## YOUR INSTRUCTIONS:
Line by line, please look for the word "info" in the following records, then copy each line you find it in.

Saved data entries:
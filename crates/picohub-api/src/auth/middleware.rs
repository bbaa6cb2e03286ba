use crate::auth::jwt::JwtValidator;
use crate::error::HttpAppError;
use axum::{
    extract::{Request, State},
    middleware::Next,
    response::{IntoResponse, Response},
};
use picohub_core::AppError;
use std::sync::Arc;

#[derive(Clone, Debug)]
pub struct AuthState {
    pub validator: JwtValidator,
}

impl AuthState {
    pub fn new(jwt_secret: &str) -> Self {
        Self {
            validator: JwtValidator::new(jwt_secret),
        }
    }
}

pub async fn auth_middleware(
    State(auth_state): State<Arc<AuthState>>,
    mut request: Request,
    next: Next,
) -> Response {
    let auth_header = match request
        .headers()
        .get("Authorization")
        .and_then(|h| h.to_str().ok())
    {
        Some(h) => h,
        None => {
            return HttpAppError(AppError::Unauthorized(
                "authorization header required".to_string(),
            ))
            .into_response();
        }
    };

    let token = match auth_header.strip_prefix("Bearer ") {
        Some(token) if !token.is_empty() => token,
        _ => {
            return HttpAppError(AppError::Unauthorized(
                "invalid authorization format".to_string(),
            ))
            .into_response();
        }
    };

    let user = match auth_state.validator.validate(token) {
        Ok(user) => user,
        Err(e) => return HttpAppError(e).into_response(),
    };

    tracing::debug!(user_id = user.user_id, username = %user.username, "Request authenticated");
    request.extensions_mut().insert(user);

    next.run(request).await
}
//! Data models for the application
//!
//! `manifest` holds the metadata document carried inside every skill package,
//! `skill` holds the durable record created once a package has been admitted.

mod manifest;
mod skill;

pub use manifest::*;
pub use skill::*;
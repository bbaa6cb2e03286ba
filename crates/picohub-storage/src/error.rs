use picohub_core::AppError;
use thiserror::Error;

/// Structural rejection of an uploaded archive
#[derive(Debug, Error)]
pub enum ValidationError {
    #[error("symbolic links are not allowed")]
    SymlinkDetected,

    #[error("invalid skill package: {0}")]
    InvalidPackage(String),

    #[error("manifest.json not found in package")]
    NoManifest,
}

/// Storage pipeline errors
#[derive(Debug, Error)]
pub enum StorageError {
    #[error("file exceeds maximum upload size of {limit} bytes")]
    FileTooLarge { limit: u64 },

    #[error(transparent)]
    Validation(#[from] ValidationError),

    /// The upload stream failed before reaching its end (client disconnect,
    /// malformed multipart body).
    #[error("failed to read upload stream: {0}")]
    SourceRead(#[source] std::io::Error),

    #[error("File not found: {0}")]
    NotFound(String),

    #[error("IO error: {0}")]
    Io(#[from] std::io::Error),

    #[error("Configuration error: {0}")]
    Config(String),
}

/// Result type for storage operations
pub type StorageResult<T> = Result<T, StorageError>;

impl From<ValidationError> for AppError {
    fn from(err: ValidationError) -> Self {
        match err {
            ValidationError::SymlinkDetected => AppError::SymlinkDetected,
            ValidationError::NoManifest => AppError::NoManifest,
            ValidationError::InvalidPackage(reason) => AppError::InvalidPackage(reason),
        }
    }
}

impl From<StorageError> for AppError {
    fn from(err: StorageError) -> Self {
        match err {
            StorageError::FileTooLarge { .. } => AppError::PayloadTooLarge(err.to_string()),
            StorageError::Validation(inner) => inner.into(),
            StorageError::SourceRead(e) => {
                AppError::BadRequest(format!("failed to read upload stream: {}", e))
            }
            StorageError::NotFound(what) => AppError::NotFound(what),
            StorageError::Io(_) | StorageError::Config(_) => AppError::Storage(err.to_string()),
        }
    }
}

#[cfg(test)]
mod tests {
    use super::*;
    use picohub_core::ErrorMetadata;

    #[test]
    fn rejections_keep_their_kind_through_app_error() {
        let too_large: AppError = StorageError::FileTooLarge { limit: 10 }.into();
        assert_eq!(too_large.http_status_code(), 413);

        let symlink: AppError = StorageError::from(ValidationError::SymlinkDetected).into();
        assert!(matches!(symlink, AppError::SymlinkDetected));

        let missing: AppError = StorageError::from(ValidationError::NoManifest).into();
        assert!(matches!(missing, AppError::NoManifest));
    }

    #[test]
    fn io_fault_is_an_internal_storage_error() {
        let err: AppError = StorageError::Io(std::io::Error::other("disk full")).into();
        assert_eq!(err.http_status_code(), 500);
        assert_eq!(err.error_code(), "STORAGE_ERROR");
    }
}
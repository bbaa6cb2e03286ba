use std::io::ErrorKind;
use std::path::{Path, PathBuf};

use picohub_core::Manifest;
use tokio::fs;
use tokio::io::{AsyncRead, AsyncReadExt, AsyncWriteExt};
use uuid::Uuid;

use crate::digest::ContentHasher;
use crate::error::{StorageError, StorageResult};
use crate::validator::validate_archive;

const COPY_BUFFER_SIZE: usize = 64 * 1024;

/// A package that passed the storage pipeline and now lives at its permanent path
#[derive(Debug, Clone)]
pub struct StoredArtifact {
    pub path: PathBuf,
    /// Hex SHA-256 computed during the copy that wrote `path`.
    pub sha256: String,
    pub size_bytes: u64,
    pub manifest: Manifest,
}

/// Owns the upload directory and the lifecycle of every file inside it
#[derive(Clone, Debug)]
pub struct StorageManager {
    upload_dir: PathBuf,
    max_size_bytes: u64,
}

impl StorageManager {
    /// Create a new StorageManager, creating `upload_dir` if needed
    ///
    /// # Arguments
    /// * `upload_dir` - Directory holding both in-flight and permanent artifacts
    /// * `max_size_bytes` - Largest accepted upload; one byte more is rejected
    pub async fn new(upload_dir: impl Into<PathBuf>, max_size_bytes: u64) -> StorageResult<Self> {
        let upload_dir = upload_dir.into();

        fs::create_dir_all(&upload_dir).await.map_err(|e| {
            StorageError::Config(format!(
                "Failed to create upload directory {}: {}",
                upload_dir.display(),
                e
            ))
        })?;

        Ok(Self {
            upload_dir,
            max_size_bytes,
        })
    }

    pub fn upload_dir(&self) -> &Path {
        &self.upload_dir
    }

    pub fn max_size_bytes(&self) -> u64 {
        self.max_size_bytes
    }

    /// Stream `reader` into the upload directory with the configured size limit.
    pub async fn store<R>(&self, reader: R) -> StorageResult<StoredArtifact>
    where
        R: AsyncRead + Unpin,
    {
        self.store_with_limit(reader, self.max_size_bytes).await
    }

    /// Stream `reader` into a temporary file, hashing as it goes, validate the
    /// archive and rename it to `<uuid>.zip`.
    ///
    /// The temporary file is removed on every failure path, including when the
    /// returned future is dropped mid-copy.
    #[tracing::instrument(skip(self, reader), fields(upload_dir = %self.upload_dir.display()))]
    pub async fn store_with_limit<R>(&self, reader: R, limit: u64) -> StorageResult<StoredArtifact>
    where
        R: AsyncRead + Unpin,
    {
        let start = std::time::Instant::now();

        let temp = tempfile::Builder::new()
            .prefix("upload-")
            .suffix(".zip")
            .tempfile_in(&self.upload_dir)?;
        let mut file = fs::File::from_std(temp.as_file().try_clone()?);

        let mut source = reader.take(limit.saturating_add(1));
        let mut hasher = ContentHasher::new();
        let mut buf = vec![0u8; COPY_BUFFER_SIZE];
        let mut written: u64 = 0;

        loop {
            let n = source.read(&mut buf).await.map_err(StorageError::SourceRead)?;
            if n == 0 {
                break;
            }
            written += n as u64;
            if written > limit {
                tracing::debug!(
                    limit_bytes = limit,
                    path = %temp.path().display(),
                    "Upload exceeded size limit"
                );
                return Err(StorageError::FileTooLarge { limit });
            }
            file.write_all(&buf[..n]).await?;
            hasher.update(&buf[..n]);
        }

        file.flush().await?;
        file.sync_all().await?;
        drop(file);

        let sha256 = hasher.finalize_hex();

        let temp_path = temp.path().to_path_buf();
        let manifest = tokio::task::spawn_blocking(move || validate_archive(&temp_path))
            .await
            .map_err(|e| StorageError::Io(std::io::Error::other(e)))??;

        let final_path = self.upload_dir.join(format!("{}.zip", Uuid::new_v4()));
        temp.persist(&final_path).map_err(|e| StorageError::Io(e.error))?;

        tracing::info!(
            path = %final_path.display(),
            slug = %manifest.slug,
            sha256 = %sha256,
            size_bytes = written,
            duration_ms = start.elapsed().as_secs_f64() * 1000.0,
            "Stored skill package"
        );

        Ok(StoredArtifact {
            path: final_path,
            sha256,
            size_bytes: written,
            manifest,
        })
    }

    /// Remove a permanent artifact. Empty or already-missing paths are a no-op.
    pub async fn delete(&self, path: &Path) -> StorageResult<()> {
        if path.as_os_str().is_empty() {
            return Ok(());
        }

        match fs::remove_file(path).await {
            Ok(()) => {
                tracing::info!(path = %path.display(), "Deleted skill package");
                Ok(())
            }
            Err(e) if e.kind() == ErrorKind::NotFound => {
                tracing::debug!(path = %path.display(), "Skill package already absent");
                Ok(())
            }
            Err(e) => Err(StorageError::Io(e)),
        }
    }

    /// Open a permanent artifact for reading.
    pub async fn open(&self, path: &Path) -> StorageResult<fs::File> {
        match fs::File::open(path).await {
            Ok(file) => Ok(file),
            Err(e) if e.kind() == ErrorKind::NotFound => {
                Err(StorageError::NotFound(path.display().to_string()))
            }
            Err(e) => Err(StorageError::Io(e)),
        }
    }
}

## YOUR SOLUTION:
        tracing::info!(
                tracing::info!(path = %path.display(), "Deleted skill package");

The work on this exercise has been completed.